The expensive question (either way): when is the share price overvalued? Lots of sharks in the water to think about.


----------



## csonni (Feb 8, 2001)

I've never invested in stocks due to the type of investor I would be. It would consume my time, thoughts and energy. I'd always be wondering, "should I cash in now?". As good as Apple shares are right now, I can see how I'd be at that very point right now. I've got enough thoughts to deal with right now with 1 child ready for college and another right behind (some would say this is even more reason to invest in Apple shares).


----------



## Kosh (May 27, 2002)

slipstream said:


> The expensive question (either way): when is the share price overvalued? Lots of sharks in the water to think about.

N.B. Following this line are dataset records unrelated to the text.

//! Staging storage for intermediate and final tables.
//!
//! Artifacts are addressed by `(directory, name)`; the backend picks the file
//! format. Locally tables are written as parquet, on the object store as
//! line-delimited JSON.

use crate::config::{Config, StorageBackend};
use crate::error::{PipelineError, Result};
use log::{debug, info};
use polars::prelude::*;
use std::fs::{self, File};
use std::io::Cursor;
use std::path::{Path, PathBuf};
use std::time::Duration;

pub trait BlobStore: Send + Sync {
    fn save(&self, dir: &str, name: &str, table: &DataFrame) -> Result<()>;
    fn load(&self, dir: &str, name: &str) -> Result<DataFrame>;
    fn exists(&self, dir: &str, name: &str) -> Result<bool>;
}

pub fn open_store(cfg: &Config) -> Box<dyn BlobStore> {
    match &cfg.storage {
        StorageBackend::Local => Box::new(LocalStore),
        StorageBackend::Object { base_url } => Box::new(ObjectStore::new(base_url, cfg.http_timeout)),
    }
}

#[derive(Debug, Default, Clone, Copy)]
pub struct LocalStore;

impl LocalStore {
    fn path(dir: &str, name: &str) -> PathBuf {
        Path::new(dir).join(format!("{name}.parquet"))
    }
}

impl BlobStore for LocalStore {
    fn save(&self, dir: &str, name: &str, table: &DataFrame) -> Result<()> {
        fs::create_dir_all(dir)?;
        let path = Self::path(dir, name);
        write_parquet(&path, table)?;
        info!(
            "Saved {} ({} rows, {} columns)",
            path.display(),
            table.height(),
            table.width()
        );
        Ok(())
    }

    fn load(&self, dir: &str, name: &str) -> Result<DataFrame> {
        let path = Self::path(dir, name);
        let table = read_parquet(&path)?;
        debug!("Loaded {} ({} rows)", path.display(), table.height());
        Ok(table)
    }

    fn exists(&self, dir: &str, name: &str) -> Result<bool> {
        Ok(Self::path(dir, name).is_file())
    }
}

fn write_parquet(path: &Path, table: &DataFrame) -> Result<()> {
    if table.width() == 0 {
        return Err(PipelineError::storage(path.display().to_string(), "cannot persist a table without columns"));
    }
    let file = File::create(path)?;
    ParquetWriter::new(file)
        .with_compression(ParquetCompression::Gzip(None))
        .finish(&mut table.clone())?;
    Ok(())
}

fn read_parquet(path: &Path) -> Result<DataFrame> {
    let file = File::open(path).map_err(|e| PipelineError::storage(path.display().to_string(), e))?;
    Ok(ParquetReader::new(file).finish()?)
}

/// Line-delimited JSON objects under `base_url`, addressed as `{base_url}/{dir}{name}.json`.
pub struct ObjectStore {
    agent: ureq::Agent,
    base_url: String,
}

impl ObjectStore {
    pub fn new(base_url: &str, timeout: Duration) -> Self {
        let config = ureq::Agent::config_builder()
            .timeout_global(Some(timeout))
            .http_status_as_error(false)
            .build();
        ObjectStore {
            agent: ureq::Agent::new_with_config(config),
            base_url: base_url.trim_end_matches('/').to_string(),
        }
    }

    fn url(&self, dir: &str, name: &str) -> String {
        format!("{}/{}{}.json", self.base_url, dir.trim_start_matches('/'), name)
    }
}

pub fn to_json_lines(table: &DataFrame) -> Result<String> {
    let mut buf = Vec::new();
    JsonWriter::new(&mut buf)
        .with_json_format(JsonFormat::JsonLines)
        .finish(&mut table.clone())?;
    String::from_utf8(buf).map_err(|e| PipelineError::storage("<json lines>", e))
}

pub fn from_json_lines(body: &str) -> Result<DataFrame> {
    if body.trim().is_empty() {
        return Ok(DataFrame::empty());
    }
    let reader = Cursor::new(body.as_bytes().to_vec());
    Ok(JsonLineReader::new(reader).finish()?)
}

impl BlobStore for ObjectStore {
    fn save(&self, dir: &str, name: &str, table: &DataFrame) -> Result<()> {
        let url = self.url(dir, name);
        let body = to_json_lines(table)?;
        let res = self
            .agent
            .put(&url)
            .header("Content-Type", "application/x-ndjson")
            .send(body)
            .map_err(|e| PipelineError::storage(&url, e))?;
        if !res.status().is_success() {
            return Err(PipelineError::storage(&url, format!("http {}", res.status().as_u16())));
        }
        info!("Uploaded {} ({} rows)", url, table.height());
        Ok(())
    }

    fn load(&self, dir: &str, name: &str) -> Result<DataFrame> {
        let url = self.url(dir, name);
        let mut res = self.agent.get(&url).call().map_err(|e| PipelineError::storage(&url, e))?;
        if !res.status().is_success() {
            return Err(PipelineError::storage(&url, format!("http {}", res.status().as_u16())));
        }
        let body = res
            .body_mut()
            .with_config()
            .limit(u64::MAX)
            .read_to_string()
            .map_err(|e| PipelineError::storage(&url, e))?;
        from_json_lines(&body)
    }

    fn exists(&self, dir: &str, name: &str) -> Result<bool> {
        let url = self.url(dir, name);
        let res = self.agent.head(&url).call().map_err(|e| PipelineError::storage(&url, e))?;
        Ok(res.status().is_success())
    }
}

#[cfg(test)]
mod tests {
    use super::*;
    use crate::frame::tests::{float_at, text_at};
    use crate::frame::{ColumnType, column_names};

    fn mixed_table() -> DataFrame {
        let at = Series::new("at".into(), [Some(1_684_312_200_000_000i64), None])
            .cast(&ColumnType::DateTime.dtype())
            .unwrap();
        let mut df = df!(
            "id" => [Some("BAN1"), None],
            "n" => [Some(3i64), None],
            "x" => [Some(1.5f64), None],
            "ok" => [Some(true), None]
        )
        .unwrap();
        df.with_column(at).unwrap();
        df
    }

    #[test]
    fn local_store_round_trips_parquet() {
        let dir = tempfile::tempdir().unwrap();
        let dir = dir.path().join("bronze");
        let dir = dir.to_str().unwrap();
        let store = LocalStore;
        let table = mixed_table();

        assert!(!store.exists(dir, "t_2024_01_01").unwrap());
        store.save(dir, "t_2024_01_01", &table).unwrap();
        assert!(store.exists(dir, "t_2024_01_01").unwrap());
        let back = store.load(dir, "t_2024_01_01").unwrap();
        assert!(back.equals_missing(&table));
        assert_eq!(back.column("at").unwrap().dtype(), &ColumnType::DateTime.dtype());
    }

    #[test]
    fn empty_table_keeps_its_header() {
        let dir = tempfile::tempdir().unwrap();
        let dir = dir.path().to_str().unwrap();
        let table = df!("a" => Vec::<String>::new(), "b" => Vec::<i64>::new()).unwrap();
        LocalStore.save(dir, "empty", &table).unwrap();
        let back = LocalStore.load(dir, "empty").unwrap();
        assert_eq!(column_names(&back), ["a", "b"]);
        assert_eq!(back.height(), 0);
    }

    #[test]
    fn table_without_columns_is_refused() {
        let dir = tempfile::tempdir().unwrap();
        let err = LocalStore.save(dir.path().to_str().unwrap(), "void", &DataFrame::empty()).unwrap_err();
        assert!(matches!(err, PipelineError::Storage { .. }));
    }

    #[test]
    fn missing_artifact_is_a_storage_error() {
        let dir = tempfile::tempdir().unwrap();
        let err = LocalStore.load(dir.path().to_str().unwrap(), "nope").unwrap_err();
        assert!(matches!(err, PipelineError::Storage { .. }));
    }

    #[test]
    fn json_lines_round_trip() {
        let table = df!("a" => ["x", "y"], "b" => [Some(1i64), None], "c" => [0.5f64, 2.0]).unwrap();
        let body = to_json_lines(&table).unwrap();
        assert_eq!(body.lines().count(), 2);
        let back = from_json_lines(&body).unwrap();
        assert_eq!(back.height(), 2);
        assert_eq!(text_at(&back, "a", 1).as_deref(), Some("y"));
        assert_eq!(back.column("b").unwrap().null_count(), 1);
        assert_eq!(float_at(&back, "c", 0), Some(0.5));
    }

    #[test]
    fn blank_json_body_is_an_empty_table() {
        assert_eq!(from_json_lines("\n").unwrap().height(), 0);
    }

    #[test]
    fn object_store_urls_use_json_extension() {
        let store = ObjectStore::new("http://minio:9000/bucket/", Duration::from_secs(1));
        assert_eq!(
            store.url("etl/data/1_bronze/", "ademe_data_tmp_2024_01_01"),
            "http://minio:9000/bucket/etl/data/1_bronze/ademe_data_tmp_2024_01_01.json"
        );
    }
}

The thing is, with them adding a dividend and a share buyback program (to offset employee share options) later this year, the shares become even more enticing.


----------



## MacGuiver (Sep 6, 2002)

My sad story. Had about 150 shares back when they were $45 a share. Cashed out at $75 and never bought again. DOH!!!!.A friend of mine hung on to his and he's making more money on the apple shares these days than he is working.


----------



## fjnmusic (Oct 29, 2006)

Now a $160 billion lead over Exxon.


----------



## MacUnited (Nov 1, 2009)

The problem now is, as with the age old wisdom in investing, when everybody is buying/talking about a company.. It soon will crash. It has no solid fundamental grounds just pure human psychology..


----------



## screature (May 14, 2007)

MacUnited said:


> The problem now is, as with the age old wisdom in investing, when everybody is buying/talking about a company.. It soon will crash. *It has no solid fundamental grounds* just pure human psychology..


Not really true at all, for a tech company thier fundamentals are very solid indeed:

P/E Ratio (TTM)	17.1x
EPS (TTM)	35.54
Beta	1.26

a P/E of 17 for a hot and continually growing company like Apple is actually quite low and they have substantial earnings per share and their Beta is again low for a hot growing tech company...

I wouldn't be taking a contrarian position in them right now and shorting them as I think the stock still has plenty of legs. However all good things must eventually come to an end though and that is the time to start shorting them but that time isn't now IMO. And people have been talking about Apple stock for about 4 years now and it hasn't crashed at all and it isn't just buying/talk that precipitates/is a portent for a crash if all that talk is about how their revenues just keep climbing and blowing away analysts' expectations. 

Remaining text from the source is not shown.